Given the set G=\begin{bmatrix}a&b\\0&c\end{bmatrix}, where a,c ∈R*, b ∈R and its subgroup H=\begin{bmatrix}a&b\\0&a^m\end{bmatrix}, where a ∈R*, b ∈R and m ∈Z, show that the factor group G/H is isomorphic to the multiplicative group of real numbers.
I started with proving that H is normal subgroup of G, therefore its left and right cosets are equal. I tried using Theorem on homomorphisms which says that if ϕ(G) -> R is homomorphism and ker(ϕ)=H, then the factor group G/H is isomorphic to (R,*).
My idea was to define homomorphism between determinants and real numbers, such that if ϕ(det(g1)*(det(g2)) = r1*r2 = ϕ(det(g1))*ϕ(det(g2)), where g1,g2 ∈G and r1,r2 ∈R. The next step is to show that ker(ϕ)=H. But I don't see a way to show that a number such as a*a^m is mapped into the neutral element(which is 1 in real numbers).

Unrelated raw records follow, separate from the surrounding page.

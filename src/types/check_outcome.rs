//! Outcome returned by a check handler.

use std::collections::BTreeMap;

use serde::{Deserialize, Serialize};

use super::CheckStatus;

/// Outcome returned by a check handler.
///
/// Fields are read-only once built; the status is fixed by the constructor.
#[derive(Debug, Clone, PartialEq, Serialize, Deserialize)]
pub struct CheckOutcome {
  id: String,
  status: CheckStatus,
  #[serde(with = "metric_values")]
  metrics: BTreeMap<String, f64>,
  description: String,
}

impl CheckOutcome {
  pub fn new(id: impl Into<String>, status: CheckStatus) -> Self {
    Self {
      id: id.into(),
      status,
      metrics: BTreeMap::new(),
      description: String::new(),
    }
  }

  pub fn pass(id: impl Into<String>) -> Self {
    Self::new(id, CheckStatus::Pass)
  }

  pub fn fail(id: impl Into<String>) -> Self {
    Self::new(id, CheckStatus::Fail)
  }

  pub fn skip(id: impl Into<String>) -> Self {
    Self::new(id, CheckStatus::Skip)
  }

  pub fn error(id: impl Into<String>) -> Self {
    Self::new(id, CheckStatus::Error)
  }

  /// Pass when `ok`, fail otherwise.
  pub fn from_bool(id: impl Into<String>, ok: bool) -> Self {
    if ok { Self::pass(id) } else { Self::fail(id) }
  }

  /// Adds (or replaces) a numeric metric. Non-finite values are kept and serialize
  /// as `"NaN"`, `"inf"` or `"-inf"`.
  pub fn with_metric(mut self, name: impl Into<String>, value: f64) -> Self {
    self.metrics.insert(name.into(), value);
    self
  }

  pub fn with_description(mut self, description: impl Into<String>) -> Self {
    self.description = description.into();
    self
  }

  pub fn id(&self) -> &str {
    &self.id
  }

  pub fn status(&self) -> CheckStatus {
    self.status
  }

  pub fn metrics(&self) -> &BTreeMap<String, f64> {
    &self.metrics
  }

  pub fn description(&self) -> &str {
    &self.description
  }
}

/// Metric maps as JSON: finite values as numbers, non-finite values as strings
/// (JSON numbers cannot hold them).
mod metric_values {
  use std::collections::BTreeMap;

  use serde::de::Error as _;
  use serde::{Deserialize, Deserializer, Serialize, Serializer};

  #[derive(Serialize, Deserialize)]
  #[serde(untagged)]
  enum Metric {
    Number(f64),
    Text(String),
  }

  fn encode(value: f64) -> Metric {
    if value.is_finite() {
      Metric::Number(value)
    } else if value.is_nan() {
      Metric::Text("NaN".to_string())
    } else if value > 0.0 {
      Metric::Text("inf".to_string())
    } else {
      Metric::Text("-inf".to_string())
    }
  }

  pub fn serialize<S>(metrics: &BTreeMap<String, f64>, serializer: S) -> Result<S::Ok, S::Error>
  where
    S: Serializer,
  {
    serializer.collect_map(metrics.iter().map(|(name, value)| (name, encode(*value))))
  }

  pub fn deserialize<'de, D>(deserializer: D) -> Result<BTreeMap<String, f64>, D::Error>
  where
    D: Deserializer<'de>,
  {
    BTreeMap::<String, Metric>::deserialize(deserializer)?
      .into_iter()
      .map(|(name, metric)| match metric {
        Metric::Number(n) => Ok((name, n)),
        Metric::Text(text) => match text.as_str() {
          "NaN" => Ok((name, f64::NAN)),
          "inf" => Ok((name, f64::INFINITY)),
          "-inf" => Ok((name, f64::NEG_INFINITY)),
          other => Err(D::Error::custom(format!(
            "metric '{}' has non-numeric value '{}'",
            name, other
          ))),
        },
      })
      .collect()
  }
}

So maybe, my approach is not correct but I don't have any clue of another.
Looking forward for your advice!
Best Answer
Try with the function \begin{align*} f \ : \ G \quad & \longrightarrow \mathbb{R}^\times \\ \begin{pmatrix} a & b \\ 0 & c \end{pmatrix} & \longmapsto \frac{a^m}{c} . \end{align*}